From mediaeval times, hair has played a crucial role in dictating the boundaries of gender and piety in Islamic societies. In the Sharia, growing a beard was considered a norm that implied piety, masculinity, and submission to God’s creation (by not changing the beard’s natural growth). Naturally, pious Muslim men were supposed to observe this multi-dimensional limit. For women, however, hair, like the rest of their bodies, was considered ‘awra (an intimate part), which the Sharia required to be covered. In this brief blog, I will explain a discrepancy in how Islamic regulations are implemented today with regards to “masculine” vs “feminine” hair, regardless of what the Sharia has sanctioned for centuries.

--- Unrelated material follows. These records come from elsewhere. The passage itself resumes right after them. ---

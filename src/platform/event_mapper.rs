//=========================================================================
// Platform Event Mapper
//
// Converts Winit window events to engine-level `PlatformEvent` types.
// Provides a clean separation between OS-specific input and the
// engine's internal event representation.
//
// Responsibilities:
// - Translate keyboard, mouse button, cursor and wheel events
// - Forward resize and close requests
// - Drop keys and buttons the engine has no slot for
//
//=========================================================================

use winit::event::{ElementState, MouseButton as WinitMouseButton, MouseScrollDelta, WindowEvent};
use winit::keyboard::{KeyCode as WinitKeyCode, PhysicalKey};

use crate::core::input::{InputEvent, KeyCode, MouseButton};
use crate::core::platform_bridge::PlatformEvent;

//=== Key Conversion ======================================================
//
// Maps `WinitKeyCode` values to the engine's `KeyCode` enum. Only a
// subset of codes is tracked; the rest yield `None`.
//

pub(crate) fn map_key(code: WinitKeyCode) -> Option<KeyCode> {
    use WinitKeyCode::*;
    let key = match code {
        //--- Numeric keys -----------------------------------------------------
        Digit0 => KeyCode::Digit0, Digit1 => KeyCode::Digit1,
        Digit2 => KeyCode::Digit2, Digit3 => KeyCode::Digit3,
        Digit4 => KeyCode::Digit4, Digit5 => KeyCode::Digit5,
        Digit6 => KeyCode::Digit6, Digit7 => KeyCode::Digit7,
        Digit8 => KeyCode::Digit8, Digit9 => KeyCode::Digit9,

        //--- Alphabetic keys --------------------------------------------------
        KeyA => KeyCode::KeyA, KeyB => KeyCode::KeyB, KeyC => KeyCode::KeyC,
        KeyD => KeyCode::KeyD, KeyE => KeyCode::KeyE, KeyF => KeyCode::KeyF,
        KeyG => KeyCode::KeyG, KeyH => KeyCode::KeyH, KeyI => KeyCode::KeyI,
        KeyJ => KeyCode::KeyJ, KeyK => KeyCode::KeyK, KeyL => KeyCode::KeyL,
        KeyM => KeyCode::KeyM, KeyN => KeyCode::KeyN, KeyO => KeyCode::KeyO,
        KeyP => KeyCode::KeyP, KeyQ => KeyCode::KeyQ, KeyR => KeyCode::KeyR,
        KeyS => KeyCode::KeyS, KeyT => KeyCode::KeyT, KeyU => KeyCode::KeyU,
        KeyV => KeyCode::KeyV, KeyW => KeyCode::KeyW, KeyX => KeyCode::KeyX,
        KeyY => KeyCode::KeyY, KeyZ => KeyCode::KeyZ,

        //--- Arrow keys -------------------------------------------------------
        ArrowDown => KeyCode::ArrowDown, ArrowLeft => KeyCode::ArrowLeft,
        ArrowRight => KeyCode::ArrowRight, ArrowUp => KeyCode::ArrowUp,

        //--- Function keys ----------------------------------------------------
        F1 => KeyCode::F1, F2 => KeyCode::F2, F3 => KeyCode::F3,
        F4 => KeyCode::F4, F5 => KeyCode::F5, F6 => KeyCode::F6,
        F7 => KeyCode::F7, F8 => KeyCode::F8, F9 => KeyCode::F9,
        F10 => KeyCode::F10, F11 => KeyCode::F11, F12 => KeyCode::F12,

        //--- Special keys -----------------------------------------------------
        Space => KeyCode::Space,
        Enter => KeyCode::Enter,
        Escape => KeyCode::Escape,
        Tab => KeyCode::Tab,
        Backspace => KeyCode::Backspace,
        Delete => KeyCode::Delete,
        ShiftLeft => KeyCode::ShiftLeft,
        ShiftRight => KeyCode::ShiftRight,
        ControlLeft => KeyCode::ControlLeft,
        ControlRight => KeyCode::ControlRight,
        AltLeft => KeyCode::AltLeft,
        AltRight => KeyCode::AltRight,

        _ => return None,
    };
    Some(key)
}

//=== Mouse Conversion ====================================================
//
// Winit names the first five buttons; `Other(n)` carries a raw index.
//

pub(crate) fn map_mouse_button(button: WinitMouseButton) -> Option<MouseButton> {
    match button {
        WinitMouseButton::Left => Some(MouseButton::LEFT),
        WinitMouseButton::Right => Some(MouseButton::RIGHT),
        WinitMouseButton::Middle => Some(MouseButton::MIDDLE),
        WinitMouseButton::Back => Some(MouseButton::Button4),
        WinitMouseButton::Forward => Some(MouseButton::Button5),
        WinitMouseButton::Other(index) => MouseButton::from_index(index as usize),
    }
}

/// Wheel offsets in lines or pixels, whichever the device reports.
pub(crate) fn scroll_offsets(delta: MouseScrollDelta) -> (f64, f64) {
    match delta {
        MouseScrollDelta::LineDelta(x, y) => (x as f64, y as f64),
        MouseScrollDelta::PixelDelta(position) => (position.x, position.y),
    }
}

//=== Full Event Conversion ===============================================
//
// Notes:
// - `KeyboardInput` becomes `KeyDown`/`KeyUp`; OS key repeats are dropped.
// - `MouseInput` becomes `MouseButtonDown`/`MouseButtonUp`.
// - Other Winit events are ignored.
//

pub(crate) fn map_window_event(event: &WindowEvent) -> Option<PlatformEvent> {
    let input = match event {
        //--- Window --------------------------------------------------------
        WindowEvent::CloseRequested => return Some(PlatformEvent::CloseRequested),
        WindowEvent::Resized(size) => {
            return Some(PlatformEvent::Resized {
                width: size.width,
                height: size.height,
            })
        }

        //--- Keyboard Input ------------------------------------------------
        WindowEvent::KeyboardInput { event, .. } => {
            if event.repeat {
                return None;
            }
            let PhysicalKey::Code(code) = event.physical_key else {
                return None;
            };
            let key = map_key(code)?;
            match event.state {
                ElementState::Pressed => InputEvent::KeyDown(key),
                ElementState::Released => InputEvent::KeyUp(key),
            }
        }

        //--- Mouse Button Input --------------------------------------------
        WindowEvent::MouseInput { state, button, .. } => {
            let button = map_mouse_button(*button)?;
            match state {
                ElementState::Pressed => InputEvent::MouseButtonDown(button),
                ElementState::Released => InputEvent::MouseButtonUp(button),
            }
        }

        //--- Mouse Movement ------------------------------------------------
        WindowEvent::CursorMoved { position, .. } => InputEvent::CursorMoved {
            x: position.x,
            y: position.y,
        },

        WindowEvent::MouseWheel { delta, .. } => {
            let (dx, dy) = scroll_offsets(*delta);
            InputEvent::Scrolled { dx, dy }
        }

        //--- Unhandled Events ----------------------------------------------
        _ => return None,
    };
    Some(PlatformEvent::Input(input))
}

//=========================================================================
// Unit Tests
//=========================================================================

#[cfg(test)]
mod tests {
    use super::*;
    use winit::dpi::{PhysicalPosition, PhysicalSize};

    #[test]
    fn tracked_keys_map() {
        assert_eq!(map_key(WinitKeyCode::KeyW), Some(KeyCode::KeyW));
        assert_eq!(map_key(WinitKeyCode::Space), Some(KeyCode::Space));
        assert_eq!(map_key(WinitKeyCode::F12), Some(KeyCode::F12));
        assert_eq!(map_key(WinitKeyCode::ShiftRight), Some(KeyCode::ShiftRight));
    }

    #[test]
    fn untracked_keys_are_dropped() {
        assert_eq!(map_key(WinitKeyCode::NumLock), None);
        assert_eq!(map_key(WinitKeyCode::MediaPlayPause), None);
    }

    #[test]
    fn mouse_buttons_map_to_slots() {
        assert_eq!(map_mouse_button(WinitMouseButton::Left), Some(MouseButton::Button1));
        assert_eq!(map_mouse_button(WinitMouseButton::Right), Some(MouseButton::Button2));
        assert_eq!(map_mouse_button(WinitMouseButton::Middle), Some(MouseButton::Button3));
        assert_eq!(map_mouse_button(WinitMouseButton::Forward), Some(MouseButton::Button5));
        assert_eq!(map_mouse_button(WinitMouseButton::Other(7)), Some(MouseButton::Button8));
        assert_eq!(map_mouse_button(WinitMouseButton::Other(8)), None);
    }

    #[test]
    fn scroll_offsets_use_reported_units() {
        assert_eq!(scroll_offsets(MouseScrollDelta::LineDelta(0.0, -1.0)), (0.0, -1.0));
        assert_eq!(
            scroll_offsets(MouseScrollDelta::PixelDelta(PhysicalPosition::new(3.0, 4.5))),
            (3.0, 4.5)
        );
    }

    #[test]
    fn window_events_map() {
        assert_eq!(
            map_window_event(&WindowEvent::CloseRequested),
            Some(PlatformEvent::CloseRequested)
        );
        assert_eq!(
            map_window_event(&WindowEvent::Resized(PhysicalSize::new(640, 480))),
            Some(PlatformEvent::Resized { width: 640, height: 480 })
        );
        assert_eq!(map_window_event(&WindowEvent::Focused(true)), None);
    }
}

Slowly but surely, the enforcement of Islamic norms regarding hair has developed into an asymmetrical gendered issue. When it comes to the Qur’an, there are no verses referring to hair or how it should be treated. In the Sharia, on the other hand, where hair and its treatment are gendered issues, there is a plethora of discussion around hair and its do’s or don’ts. What actually happens in present-day Islamic societies, however, is another story.

Women

According to the Sharia, women are required to cover their hair (like most of their bodies) from the gaze of namahram (men, except for a woman’s spouse, or adult male members of her family with whom marriage is permanently unlawful, or haram). Laws about women’s hijabs (headscarves) have been put into practice from the early stages of Islam. Until now, such compulsory regulations for women have generally remained in place in many Islamic societies. Regardless of the degree to which women transgress these limits, such regulations have turned into a means of political control and propaganda in the hands of the Islamic authorities in some countries, like Iran after the Revolution of 1979. Muslim women who break the hijab law in Muslim societies often face consequences, ranging from minor cases of institutionalised punishment to violence in which women lose their lives. One recent example is the death of Mahsa/Zhina Amini on September 16, 2022, in the custody of the Morality Police, after she was detained for not observing her hijab properly.

Men

In the past, Muslim men were also required to observe various Sharia law regulations concerning their hair. For the purpose of this blog, I shall merely talk about the law’s requirements concerning men’s facial hair, particularly their beards. From the onset of Islam, the close shaving of men’s facial hair has been sanctioned as unlawful or haram, whether Muslim men observed such laws or not. For men, shaving the beard was considered a transgressive act, which had severe implications regarding their piety and masculinity. Muslim men were required to keep their moustaches short and their beards long, to distinguish themselves from unbelievers with different grooming habits.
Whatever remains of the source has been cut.